Religious Items

The Congregationalist publishes the following prayer of Jeremy Taylor: "O Almighty God, give to thy servant a meek and gentle spirit that I may be slow to anger, and easy to mercy and forgiveness. Give me a wise and constant heart that I may never be moved to an intemperate anger for any injury that is done or offered. Lord, let me ever be courteous and easy to be entreated; let me never fall into a peevish or contentious spirit, but follow peace with all men, offering forgiveness, inviting them by courtesies, ready to confess my own errors, apt to make amends and desirous to be reconciled. Let no sickness or cross accident, no employment or weariness, make me angry or ungentle and discontented, or unthankful or uneasy to them that minister to me; but in all things make me like unto the holy Jesus. Amen."

In a recent editorial the New Church Messenger says: "Why preach always to the sinner in ourselves or in our brother? Better a million times to make our appeal to the slumbering spirit of good, to the captive soul sleeping and bound with chains. What are the powers of evil beside the glorious and unconquerable might of the spiritual man aroused to break the illusory bonds of a lower inheritance and habit and to lay hold of his prior birthright to a share in the limitless creation and unfoldment of the Kingdom of Heaven? In the contemplation of our infinite opportunities how our petty impulses to wrong thinking and wrong doing shrivel up and roll away like a cloud that is past, and we stand facing the glorious East with its thrilling promise of a never ending day!"

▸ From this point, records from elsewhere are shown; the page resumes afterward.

//! Axis-aligned rectangles

use super::Point;
use crate::error::{Error, Result};

/// A rectangle region
///
/// Right and bottom edges are exclusive. A rectangle with zero width or
/// height is empty and never contributes to a union.
#[derive(Debug, Clone, Copy, PartialEq, Eq, Hash, Default)]
pub struct Rect {
    /// Left x coordinate
    pub x: i32,
    /// Top y coordinate
    pub y: i32,
    /// Width
    pub w: i32,
    /// Height
    pub h: i32,
}

impl Rect {
    /// Create a new rectangle
    ///
    /// # Errors
    ///
    /// Returns an error if width or height is negative.
    pub fn new(x: i32, y: i32, w: i32, h: i32) -> Result<Self> {
        if w < 0 || h < 0 {
            return Err(Error::InvalidParameter(format!(
                "rect dimensions must be non-negative: w={}, h={}",
                w, h
            )));
        }
        Ok(Self { x, y, w, h })
    }

    /// Create a rectangle without validation
    pub const fn new_unchecked(x: i32, y: i32, w: i32, h: i32) -> Self {
        Self { x, y, w, h }
    }

    /// Create a rectangle from its left, top, right and bottom edges
    ///
    /// Right and bottom are exclusive. Inverted edges give an empty rectangle.
    pub fn from_edges(left: i32, top: i32, right: i32, bottom: i32) -> Self {
        Self {
            x: left,
            y: top,
            w: (right - left).max(0),
            h: (bottom - top).max(0),
        }
    }

    /// Get the right x coordinate (exclusive)
    #[inline]
    pub fn right(&self) -> i32 {
        self.x + self.w
    }

    /// Get the bottom y coordinate (exclusive)
    #[inline]
    pub fn bottom(&self) -> i32 {
        self.y + self.h
    }

    /// Top-left corner
    #[inline]
    pub fn origin(&self) -> Point {
        Point::new(self.x, self.y)
    }

    /// Get the area
    #[inline]
    pub fn area(&self) -> i64 {
        self.w as i64 * self.h as i64
    }

    /// Check if the rectangle is empty (zero area)
    #[inline]
    pub fn is_empty(&self) -> bool {
        self.w <= 0 || self.h <= 0
    }

    /// Check if a point is inside the rectangle
    #[inline]
    pub fn contains_point(&self, p: Point) -> bool {
        p.x >= self.x && p.x < self.right() && p.y >= self.y && p.y < self.bottom()
    }

    /// Check if this rectangle contains another
    pub fn contains_rect(&self, other: &Rect) -> bool {
        other.x >= self.x
            && other.y >= self.y
            && other.right() <= self.right()
            && other.bottom() <= self.bottom()
    }

    /// Check if this rectangle overlaps with another
    pub fn overlaps(&self, other: &Rect) -> bool {
        self.x < other.right()
            && self.right() > other.x
            && self.y < other.bottom()
            && self.bottom() > other.y
    }

    /// Compute the intersection of two rectangles
    pub fn intersect(&self, other: &Rect) -> Option<Rect> {
        let x = self.x.max(other.x);
        let y = self.y.max(other.y);
        let right = self.right().min(other.right());
        let bottom = self.bottom().min(other.bottom());

        if x < right && y < bottom {
            Some(Rect::from_edges(x, y, right, bottom))
        } else {
            None
        }
    }

    /// Compute the bounding rectangle of two rectangles
    ///
    /// Empty rectangles are ignored, so the union of an empty rectangle
    /// with `other` is `other`.
    pub fn union(&self, other: &Rect) -> Rect {
        if other.is_empty() {
            return *self;
        }
        if self.is_empty() {
            return *other;
        }
        Rect::from_edges(
            self.x.min(other.x),
            self.y.min(other.y),
            self.right().max(other.right()),
            self.bottom().max(other.bottom()),
        )
    }

    /// Length of the overlap between the x-projections of two rectangles
    ///
    /// Returns 0 when the projections are disjoint or only touch.
    pub fn horizontal_overlap(&self, other: &Rect) -> i32 {
        (self.right().min(other.right()) - self.x.max(other.x)).max(0)
    }

    /// Length of the overlap between the y-projections of two rectangles
    pub fn vertical_overlap(&self, other: &Rect) -> i32 {
        (self.bottom().min(other.bottom()) - self.y.max(other.y)).max(0)
    }

    /// Horizontal gap from the right edge of `self` to the left edge of
    /// `other`; negative when they overlap
    pub fn horizontal_gap(&self, other: &Rect) -> i32 {
        other.x - self.right()
    }

    /// Translate the rectangle by (dx, dy)
    pub fn translate(&self, dx: i32, dy: i32) -> Rect {
        Rect {
            x: self.x + dx,
            y: self.y + dy,
            w: self.w,
            h: self.h,
        }
    }

    /// Grow the rectangle by `amount` on every side
    pub fn expand(&self, amount: i32) -> Rect {
        Rect::from_edges(
            self.x - amount,
            self.y - amount,
            self.right() + amount,
            self.bottom() + amount,
        )
    }
}

#[cfg(test)]
mod tests {
    use super::*;

    #[test]
    fn test_rect_new_rejects_negative() {
        assert!(Rect::new(0, 0, -1, 5).is_err());
        assert!(Rect::new(0, 0, 0, 0).is_ok());
    }

    #[test]
    fn test_rect_edges() {
        let r = Rect::new_unchecked(10, 20, 30, 40);
        assert_eq!(r.right(), 40);
        assert_eq!(r.bottom(), 60);
        assert_eq!(r.area(), 1200);
        assert!(r.contains_point(Point::new(10, 20)));
        assert!(!r.contains_point(Point::new(40, 20)));
        assert!(r.contains_rect(&Rect::new_unchecked(10, 20, 30, 40)));
        assert!(!r.contains_rect(&Rect::new_unchecked(11, 20, 30, 40)));
    }

    #[test]
    fn test_rect_union_ignores_empty() {
        let a = Rect::new_unchecked(5, 5, 10, 10);
        let empty = Rect::new_unchecked(100, 100, 0, 0);
        assert_eq!(a.union(&empty), a);
        assert_eq!(empty.union(&a), a);

        let b = Rect::new_unchecked(0, 12, 4, 8);
        assert_eq!(a.union(&b), Rect::new_unchecked(0, 5, 15, 15));
    }

    #[test]
    fn test_rect_intersect() {
        let a = Rect::new_unchecked(0, 0, 10, 10);
        let b = Rect::new_unchecked(5, 5, 10, 10);
        assert_eq!(a.intersect(&b), Some(Rect::new_unchecked(5, 5, 5, 5)));
        let c = Rect::new_unchecked(10, 0, 5, 5);
        assert_eq!(a.intersect(&c), None);
        assert!(!a.overlaps(&c));
    }

    #[test]
    fn test_rect_projection_overlaps() {
        let a = Rect::new_unchecked(0, 0, 10, 10);
        let b = Rect::new_unchecked(6, 8, 10, 10);
        assert_eq!(a.horizontal_overlap(&b), 4);
        assert_eq!(a.vertical_overlap(&b), 2);
        assert_eq!(a.horizontal_gap(&b), -4);

        let c = Rect::new_unchecked(13, 0, 2, 2);
        assert_eq!(a.horizontal_overlap(&c), 0);
        assert_eq!(a.horizontal_gap(&c), 3);
    }

    #[test]
    fn test_rect_expand_translate() {
        let r = Rect::new_unchecked(2, 3, 4, 5);
        assert_eq!(r.expand(1), Rect::new_unchecked(1, 2, 6, 7));
        assert_eq!(r.translate(-2, 1), Rect::new_unchecked(0, 4, 4, 5));
    }
}
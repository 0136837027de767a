//! Binarization regression test
//!
//!   Test 0: a rendered page keeps exactly its ink pixels
//!   Test 1: binarize and binarize_to_grid agree, output is opaque
//!   Test 2: the threshold follows the page brightness
//!   Test 3: contrast outside [-255, 255] is rejected
//!
//! Run with:
//! ```
//! cargo test -p glyphscan-color --test threshold_reg
//! ```

use glyphscan_color::{
    THRESHOLD_OFFSET, binarize, binarize_to_grid, compute_adaptive_threshold, luma_plane,
    to_bit_grid,
};
use glyphscan_test::{RegParams, RenderOptions, render_text};
use image::{Rgba, RgbaImage};

fn dark_pixels(image: &RgbaImage) -> u64 {
    image.pixels().filter(|p| p.0[0] < 128).count() as u64
}

#[test]
fn test_0_rendered_page() {
    let mut rp = RegParams::new("threshold_0_rendered");

    let page = render_text("8 & 3", &RenderOptions::default()).expect("render");
    let grid = binarize_to_grid(&page, 0).expect("binarize");
    rp.compare_values(page.width() as f64, grid.cols() as f64, 0.0);
    rp.compare_values(page.height() as f64, grid.rows() as f64, 0.0);
    rp.compare_values(dark_pixels(&page) as f64, grid.count_ones() as f64, 0.0);

    assert!(rp.cleanup(), "threshold rendered test failed");
}

#[test]
fn test_1_image_and_grid_agree() {
    let mut rp = RegParams::new("threshold_1_agree");

    let mut page = render_text("42", &RenderOptions::default()).expect("render");
    // Transparent pixels still binarize by color; the output is opaque
    for x in 0..page.width() {
        page.put_pixel(x, 0, Rgba([255, 255, 255, 0]));
    }
    let binary = binarize(&page, 0).expect("binarize");
    let opaque = binary.pixels().all(|p| p.0[3] == 255);
    rp.compare_values(1.0, opaque as u8 as f64, 0.0);

    let direct = binarize_to_grid(&page, 0).expect("binarize");
    rp.compare_grids(&to_bit_grid(&binary), &direct);

    assert!(rp.cleanup(), "threshold agree test failed");
}

#[test]
fn test_2_threshold_tracks_brightness() {
    let mut rp = RegParams::new("threshold_2_brightness");

    // Mid-gray text on a light gray page
    let mut page = RgbaImage::from_pixel(40, 20, Rgba([200, 200, 200, 255]));
    for x in 10..30 {
        for y in 8..12 {
            page.put_pixel(x, y, Rgba([60, 60, 60, 255]));
        }
    }
    let luma = luma_plane(&page, 0).expect("luma");
    let mean = luma.iter().sum::<f64>() / luma.len() as f64;
    rp.compare_values(mean - THRESHOLD_OFFSET, compute_adaptive_threshold(&luma), 1e-9);
    let grid = binarize_to_grid(&page, 0).expect("binarize");
    rp.compare_values(80.0, grid.count_ones() as f64, 0.0);

    // A uniform page has no ink at all
    let flat = RgbaImage::from_pixel(16, 16, Rgba([128, 128, 128, 255]));
    let grid = binarize_to_grid(&flat, 0).expect("binarize");
    rp.compare_values(0.0, grid.count_ones() as f64, 0.0);

    assert!(rp.cleanup(), "threshold brightness test failed");
}

#[test]
fn test_3_contrast_range() {
    let mut rp = RegParams::new("threshold_3_contrast");

    let page = RgbaImage::from_pixel(4, 4, Rgba([255, 255, 255, 255]));
    for contrast in [-255, -50, 0, 50, 255] {
        rp.compare_values(1.0, binarize_to_grid(&page, contrast).is_ok() as u8 as f64, 0.0);
    }
    for contrast in [-256, 256, 1000] {
        rp.compare_values(1.0, binarize_to_grid(&page, contrast).is_err() as u8 as f64, 0.0);
    }

    assert!(rp.cleanup(), "threshold contrast test failed");
}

Charles William Pearson, A.M., of the department of English literature in the Northwestern University, in an open letter to the General Methodist Conference, published in the Chicago Tribune, says: "The question is not, Are we doing some good? but, Are we doing all the good we can? How can we in consistency ask the heathen to abandon their errors if we refuse to abandon ours—ask them to receive new truth from us if we ourselves refuse new truth? If we refuse the flood of light that the nineteenth century has poured upon the world shall we not become blind leaders of the blind? 'Be ye perfect' is the law, and when once that is deliberately set aside not only is it impossible to progress, it is impossible to stand still; the only possible thing is decline and decay."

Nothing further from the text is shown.